| WORK TO COMPLETE |
Once you have checked the records that follow, state how many of their lines hold "errors", giving the number only.

| WORKING DATA |

== == ==

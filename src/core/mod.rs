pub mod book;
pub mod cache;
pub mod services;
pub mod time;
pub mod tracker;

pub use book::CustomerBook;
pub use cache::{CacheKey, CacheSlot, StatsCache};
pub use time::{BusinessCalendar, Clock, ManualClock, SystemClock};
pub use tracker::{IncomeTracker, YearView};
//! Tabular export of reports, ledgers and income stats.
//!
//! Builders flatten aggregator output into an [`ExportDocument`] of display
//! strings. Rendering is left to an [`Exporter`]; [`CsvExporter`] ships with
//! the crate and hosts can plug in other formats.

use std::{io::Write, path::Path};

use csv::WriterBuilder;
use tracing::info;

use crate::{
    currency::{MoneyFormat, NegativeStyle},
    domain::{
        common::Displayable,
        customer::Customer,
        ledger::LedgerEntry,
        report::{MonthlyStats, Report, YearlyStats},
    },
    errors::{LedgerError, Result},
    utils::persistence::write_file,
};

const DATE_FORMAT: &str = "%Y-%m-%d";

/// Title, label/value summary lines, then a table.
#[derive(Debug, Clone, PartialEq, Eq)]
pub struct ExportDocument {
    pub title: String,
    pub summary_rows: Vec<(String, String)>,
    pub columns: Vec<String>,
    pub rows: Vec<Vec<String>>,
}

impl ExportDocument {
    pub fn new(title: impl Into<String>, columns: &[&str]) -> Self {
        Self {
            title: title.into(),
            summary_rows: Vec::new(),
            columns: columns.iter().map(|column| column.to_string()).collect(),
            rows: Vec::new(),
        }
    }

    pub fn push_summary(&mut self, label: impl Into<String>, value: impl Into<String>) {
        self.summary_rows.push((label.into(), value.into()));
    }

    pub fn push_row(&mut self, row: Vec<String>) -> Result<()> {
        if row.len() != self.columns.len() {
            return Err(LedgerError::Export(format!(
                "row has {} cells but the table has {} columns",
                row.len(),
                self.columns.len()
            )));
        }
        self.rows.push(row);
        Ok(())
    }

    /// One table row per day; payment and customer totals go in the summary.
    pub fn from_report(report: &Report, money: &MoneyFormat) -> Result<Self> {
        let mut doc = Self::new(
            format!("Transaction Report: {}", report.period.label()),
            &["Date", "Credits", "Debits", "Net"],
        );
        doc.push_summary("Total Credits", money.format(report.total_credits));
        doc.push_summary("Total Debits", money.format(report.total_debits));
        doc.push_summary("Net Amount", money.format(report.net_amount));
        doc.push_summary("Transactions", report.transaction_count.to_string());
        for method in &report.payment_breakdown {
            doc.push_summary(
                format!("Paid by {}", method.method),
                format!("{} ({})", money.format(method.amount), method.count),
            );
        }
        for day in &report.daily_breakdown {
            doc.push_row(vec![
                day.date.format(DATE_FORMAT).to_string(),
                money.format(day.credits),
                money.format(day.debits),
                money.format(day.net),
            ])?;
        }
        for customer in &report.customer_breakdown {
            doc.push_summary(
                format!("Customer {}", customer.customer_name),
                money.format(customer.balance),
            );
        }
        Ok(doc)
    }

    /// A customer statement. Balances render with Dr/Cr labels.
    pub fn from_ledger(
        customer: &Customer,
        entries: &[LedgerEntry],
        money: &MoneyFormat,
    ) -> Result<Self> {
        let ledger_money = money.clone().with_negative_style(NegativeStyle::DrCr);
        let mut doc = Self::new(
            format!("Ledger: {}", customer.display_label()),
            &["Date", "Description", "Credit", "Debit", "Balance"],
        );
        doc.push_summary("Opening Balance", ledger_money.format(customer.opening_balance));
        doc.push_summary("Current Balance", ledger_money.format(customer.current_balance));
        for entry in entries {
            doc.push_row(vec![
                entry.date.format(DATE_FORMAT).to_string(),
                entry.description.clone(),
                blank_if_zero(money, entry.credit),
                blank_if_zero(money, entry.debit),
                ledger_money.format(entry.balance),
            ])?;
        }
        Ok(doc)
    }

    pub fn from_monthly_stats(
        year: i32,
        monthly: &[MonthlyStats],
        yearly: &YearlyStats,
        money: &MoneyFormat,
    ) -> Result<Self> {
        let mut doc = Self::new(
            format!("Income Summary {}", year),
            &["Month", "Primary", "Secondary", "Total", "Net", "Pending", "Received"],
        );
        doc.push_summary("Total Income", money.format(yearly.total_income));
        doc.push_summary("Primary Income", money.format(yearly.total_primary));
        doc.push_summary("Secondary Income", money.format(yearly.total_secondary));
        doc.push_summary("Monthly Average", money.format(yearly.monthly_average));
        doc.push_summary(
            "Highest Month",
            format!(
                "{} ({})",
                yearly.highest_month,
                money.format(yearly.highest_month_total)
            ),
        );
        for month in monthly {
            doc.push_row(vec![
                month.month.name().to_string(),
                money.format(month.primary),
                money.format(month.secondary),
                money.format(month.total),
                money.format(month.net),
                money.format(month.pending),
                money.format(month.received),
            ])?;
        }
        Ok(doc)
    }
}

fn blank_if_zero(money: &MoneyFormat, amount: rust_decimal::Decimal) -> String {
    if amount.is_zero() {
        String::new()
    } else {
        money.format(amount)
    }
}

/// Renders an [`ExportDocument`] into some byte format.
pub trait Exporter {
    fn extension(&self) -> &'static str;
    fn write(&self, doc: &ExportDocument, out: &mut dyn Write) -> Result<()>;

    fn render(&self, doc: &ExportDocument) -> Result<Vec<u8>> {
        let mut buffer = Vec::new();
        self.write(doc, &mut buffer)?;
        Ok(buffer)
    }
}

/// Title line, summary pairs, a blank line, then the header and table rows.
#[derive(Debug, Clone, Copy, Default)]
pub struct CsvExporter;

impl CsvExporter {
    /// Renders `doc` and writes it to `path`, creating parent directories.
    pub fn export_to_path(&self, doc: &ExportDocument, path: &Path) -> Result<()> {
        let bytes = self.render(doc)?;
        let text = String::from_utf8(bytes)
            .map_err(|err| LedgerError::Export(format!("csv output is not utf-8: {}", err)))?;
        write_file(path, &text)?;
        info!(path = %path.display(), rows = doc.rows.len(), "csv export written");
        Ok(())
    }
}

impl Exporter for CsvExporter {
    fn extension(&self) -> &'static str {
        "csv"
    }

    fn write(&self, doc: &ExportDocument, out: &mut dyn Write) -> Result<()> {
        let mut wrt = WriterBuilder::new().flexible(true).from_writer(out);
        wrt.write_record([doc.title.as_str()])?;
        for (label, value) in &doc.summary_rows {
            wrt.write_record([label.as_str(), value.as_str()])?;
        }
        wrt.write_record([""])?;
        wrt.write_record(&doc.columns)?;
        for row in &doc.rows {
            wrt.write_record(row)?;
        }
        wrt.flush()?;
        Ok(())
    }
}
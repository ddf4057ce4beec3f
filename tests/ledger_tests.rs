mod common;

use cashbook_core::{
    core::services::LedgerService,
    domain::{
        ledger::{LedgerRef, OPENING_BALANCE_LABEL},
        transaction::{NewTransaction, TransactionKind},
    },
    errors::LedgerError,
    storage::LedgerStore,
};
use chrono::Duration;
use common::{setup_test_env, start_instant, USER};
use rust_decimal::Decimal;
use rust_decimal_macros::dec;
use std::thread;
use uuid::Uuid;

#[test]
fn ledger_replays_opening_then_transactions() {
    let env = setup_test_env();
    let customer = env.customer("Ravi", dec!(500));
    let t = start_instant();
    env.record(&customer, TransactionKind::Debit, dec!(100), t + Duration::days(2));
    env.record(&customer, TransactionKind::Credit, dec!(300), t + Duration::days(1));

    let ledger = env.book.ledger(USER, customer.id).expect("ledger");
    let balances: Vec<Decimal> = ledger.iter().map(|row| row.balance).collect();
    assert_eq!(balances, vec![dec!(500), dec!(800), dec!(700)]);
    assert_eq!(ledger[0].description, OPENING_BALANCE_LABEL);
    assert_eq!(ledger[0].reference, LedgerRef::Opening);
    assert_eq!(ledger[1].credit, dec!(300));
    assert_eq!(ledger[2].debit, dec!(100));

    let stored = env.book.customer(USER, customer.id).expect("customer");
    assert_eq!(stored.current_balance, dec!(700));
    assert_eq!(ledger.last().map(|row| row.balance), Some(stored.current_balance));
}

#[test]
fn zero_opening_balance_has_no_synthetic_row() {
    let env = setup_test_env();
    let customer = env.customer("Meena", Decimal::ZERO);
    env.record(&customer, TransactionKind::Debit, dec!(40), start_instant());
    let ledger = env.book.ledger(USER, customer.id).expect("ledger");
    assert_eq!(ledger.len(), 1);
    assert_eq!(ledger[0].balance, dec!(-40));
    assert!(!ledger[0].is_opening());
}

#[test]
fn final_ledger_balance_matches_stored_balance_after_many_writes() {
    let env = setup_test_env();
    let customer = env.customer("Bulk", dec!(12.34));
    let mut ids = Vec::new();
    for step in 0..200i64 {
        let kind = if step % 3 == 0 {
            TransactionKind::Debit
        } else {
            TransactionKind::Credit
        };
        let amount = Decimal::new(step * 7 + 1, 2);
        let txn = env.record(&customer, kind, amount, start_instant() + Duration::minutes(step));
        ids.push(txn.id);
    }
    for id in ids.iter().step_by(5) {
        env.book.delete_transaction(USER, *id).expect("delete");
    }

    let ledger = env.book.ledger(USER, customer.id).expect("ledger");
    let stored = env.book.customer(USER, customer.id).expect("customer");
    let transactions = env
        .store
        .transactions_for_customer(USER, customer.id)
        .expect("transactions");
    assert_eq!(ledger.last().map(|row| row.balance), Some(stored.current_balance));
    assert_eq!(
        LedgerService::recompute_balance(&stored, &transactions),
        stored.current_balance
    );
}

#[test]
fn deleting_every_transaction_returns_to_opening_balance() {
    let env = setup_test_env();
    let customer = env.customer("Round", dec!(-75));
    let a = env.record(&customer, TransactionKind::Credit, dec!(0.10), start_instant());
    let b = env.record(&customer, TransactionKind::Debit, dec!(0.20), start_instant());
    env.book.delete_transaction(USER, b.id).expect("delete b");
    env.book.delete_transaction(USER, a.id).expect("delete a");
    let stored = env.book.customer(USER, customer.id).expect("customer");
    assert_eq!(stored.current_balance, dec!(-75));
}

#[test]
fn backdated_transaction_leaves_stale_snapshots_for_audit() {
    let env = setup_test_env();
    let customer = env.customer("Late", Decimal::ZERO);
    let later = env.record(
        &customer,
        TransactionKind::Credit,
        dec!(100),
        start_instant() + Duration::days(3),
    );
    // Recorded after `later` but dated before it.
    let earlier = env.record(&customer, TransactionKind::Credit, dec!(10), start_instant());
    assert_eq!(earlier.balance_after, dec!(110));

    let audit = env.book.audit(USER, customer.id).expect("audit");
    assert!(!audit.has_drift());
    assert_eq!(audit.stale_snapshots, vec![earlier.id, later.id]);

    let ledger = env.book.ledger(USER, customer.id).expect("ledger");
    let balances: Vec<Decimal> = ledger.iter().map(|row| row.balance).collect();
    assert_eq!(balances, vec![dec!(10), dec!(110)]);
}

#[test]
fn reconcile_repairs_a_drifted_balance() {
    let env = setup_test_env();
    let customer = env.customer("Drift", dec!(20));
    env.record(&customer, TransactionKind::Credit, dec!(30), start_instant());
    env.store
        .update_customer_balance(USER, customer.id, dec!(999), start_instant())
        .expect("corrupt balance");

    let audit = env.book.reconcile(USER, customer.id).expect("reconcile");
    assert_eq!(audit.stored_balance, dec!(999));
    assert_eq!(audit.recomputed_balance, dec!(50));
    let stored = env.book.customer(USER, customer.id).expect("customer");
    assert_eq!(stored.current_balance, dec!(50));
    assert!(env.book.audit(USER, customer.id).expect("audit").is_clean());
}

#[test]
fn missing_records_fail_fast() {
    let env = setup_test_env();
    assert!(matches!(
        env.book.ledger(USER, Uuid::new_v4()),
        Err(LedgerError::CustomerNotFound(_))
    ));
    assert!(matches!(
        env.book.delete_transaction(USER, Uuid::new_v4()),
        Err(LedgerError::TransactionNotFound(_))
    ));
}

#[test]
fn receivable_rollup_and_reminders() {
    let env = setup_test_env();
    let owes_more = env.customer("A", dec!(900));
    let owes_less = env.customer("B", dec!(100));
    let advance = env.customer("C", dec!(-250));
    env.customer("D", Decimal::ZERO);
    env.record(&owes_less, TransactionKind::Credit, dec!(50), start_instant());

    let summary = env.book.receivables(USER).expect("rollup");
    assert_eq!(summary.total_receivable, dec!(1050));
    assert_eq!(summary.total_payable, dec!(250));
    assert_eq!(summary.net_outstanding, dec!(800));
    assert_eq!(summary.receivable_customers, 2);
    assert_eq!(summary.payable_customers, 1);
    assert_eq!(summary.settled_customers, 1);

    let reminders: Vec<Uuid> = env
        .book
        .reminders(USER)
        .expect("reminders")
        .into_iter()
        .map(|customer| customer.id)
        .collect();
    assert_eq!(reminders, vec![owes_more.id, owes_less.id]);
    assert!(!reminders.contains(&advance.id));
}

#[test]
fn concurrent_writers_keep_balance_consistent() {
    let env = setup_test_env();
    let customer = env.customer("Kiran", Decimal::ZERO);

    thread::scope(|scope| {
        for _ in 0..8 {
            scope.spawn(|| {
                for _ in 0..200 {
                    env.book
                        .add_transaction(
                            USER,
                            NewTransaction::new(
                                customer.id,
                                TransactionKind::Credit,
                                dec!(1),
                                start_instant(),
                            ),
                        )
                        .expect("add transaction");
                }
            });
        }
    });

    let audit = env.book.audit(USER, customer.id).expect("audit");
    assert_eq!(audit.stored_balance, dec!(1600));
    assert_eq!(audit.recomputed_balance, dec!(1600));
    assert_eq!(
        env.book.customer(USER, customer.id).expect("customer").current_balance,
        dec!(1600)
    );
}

== == ==

| SOLUTION FOR THIS TASK |
2